Yes, this has problems not doubt. It is preachy at times, and predictable most of the time. This is also a limited appeal and release flick that will get trashed all along the way. Some of it warranted. Some will judge as they walk in.
But the origins of this movie are fairly interesting. It was inspired from, and based on, but not a true story from a few dozen actual lawsuits and cases filed over the years on documented cases coast to coast. All from students being bullied by the faculty of numerous colleges and universities. Cases where students were threatened or pushed to compromise their spiritual beliefs from professors for grades or acceptance. And they are all listed at the movies end.
What this really is, is simple. It is spotlighting, and totally indicting the secondary education system educators long thought by many to have their own way of doing things in the classroom. Faculty in this story are portrayed as elitist, condescending, awful people. In a perfect world for the movie makers, they would hope that young adults would see this and feel empowered going off to college. And parents who go, could get a look at what their kids could possibly be facing, especially early on in their college experience.
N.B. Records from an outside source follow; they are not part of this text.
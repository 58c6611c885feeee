//! Class search over the catalog.
//!
//! Matching is plain case-insensitive containment against a class's name,
//! package, fullname and hint. Results keep catalog order and are capped at
//! [`MAX_SEARCH_RESULTS`].

use crate::config::MAX_SEARCH_RESULTS;
use crate::models::{Catalog, ClassEntry};

/// Entries of `classes` matching `query`, in catalog order.
///
/// A blank query matches nothing.
pub fn search_classes(query: &str, classes: &[ClassEntry]) -> Vec<ClassEntry> {
    if query.trim().is_empty() {
        return Vec::new();
    }

    let needle = query.to_lowercase();
    classes
        .iter()
        .filter(|cls| matches(cls, &needle))
        .take(MAX_SEARCH_RESULTS)
        .cloned()
        .collect()
}

fn matches(cls: &ClassEntry, needle: &str) -> bool {
    cls.name.to_lowercase().contains(needle)
        || cls.package.to_lowercase().contains(needle)
        || cls.fullname.to_lowercase().contains(needle)
        || cls
            .hint
            .as_deref()
            .is_some_and(|hint| hint.to_lowercase().contains(needle))
}

// =============================================================================
// Search Session
// =============================================================================

/// Transient query, results and keyboard selection.
#[derive(Clone, Debug, Default, PartialEq, Eq)]
pub struct SearchSession {
    pub query: String,
    pub results: Vec<ClassEntry>,
    pub selected: usize,
}

impl SearchSession {
    pub fn new() -> Self {
        Self::default()
    }

    /// Replace the query and recompute results. Selection resets to 0.
    pub fn search(&mut self, query: &str, catalog: &Catalog) {
        self.query = query.to_string();
        self.results = search_classes(query, &catalog.all_classes);
        self.selected = 0;
    }

    /// Move the selection by `direction` (+1 / -1), wrapping at both ends.
    pub fn move_selection(&mut self, direction: i32) {
        let len = self.results.len();
        if len == 0 {
            return;
        }

        let len = len as i64;
        let next = self.selected as i64 + i64::from(direction);
        self.selected = next.rem_euclid(len) as usize;
    }

    /// Select a result directly (mouse hover).
    pub fn select(&mut self, index: usize) {
        if index < self.results.len() {
            self.selected = index;
        }
    }

    /// Take the selected entry as a navigation target and reset the session.
    ///
    /// Returns `None` without touching the session when there are no results.
    pub fn commit_selection(&mut self) -> Option<ClassEntry> {
        let entry = self.results.get(self.selected).cloned()?;
        self.clear();
        Some(entry)
    }

    /// Drop query, results and selection.
    pub fn clear(&mut self) {
        self.query.clear();
        self.results.clear();
        self.selected = 0;
    }

    pub fn has_results(&self) -> bool {
        !self.results.is_empty()
    }
}

// =============================================================================
// Keyboard Shortcuts
// =============================================================================

/// Action bound to a key pressed inside the search box.
#[derive(Clone, Copy, Debug, PartialEq, Eq)]
pub enum SearchKey {
    Next,
    Previous,
    Commit,
    Dismiss,
}

impl SearchKey {
    /// Map a `KeyboardEvent.key` value to a search action.
    pub fn from_key(key: &str) -> Option<Self> {
        match key {
            "ArrowDown" => Some(Self::Next),
            "ArrowUp" => Some(Self::Previous),
            "Enter" => Some(Self::Commit),
            "Escape" => Some(Self::Dismiss),
            _ => None,
        }
    }
}

/// Whether a global key press should focus the search box (`/`, Ctrl+K, Cmd+K).
pub fn is_focus_shortcut(key: &str, ctrl: bool, meta: bool) -> bool {
    match key {
        "/" => !ctrl && !meta,
        "k" | "K" => ctrl || meta,
        _ => false,
    }
}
As a movie, it is fair at best. A good and capable cast, written moderately well, and eye opening to a degree. But this is not subtle. It has a statement to make, and makes it. I respect that. But it stumbles badly towards the end and sells us a bit too hard, and is just a bit too obvious when it was already walking a thin line. But the inspiration for this I found interesting, even if the sum of all its parts are flawed.
God's Not Dead. Those who go will more than likely love this. But many will wave this off.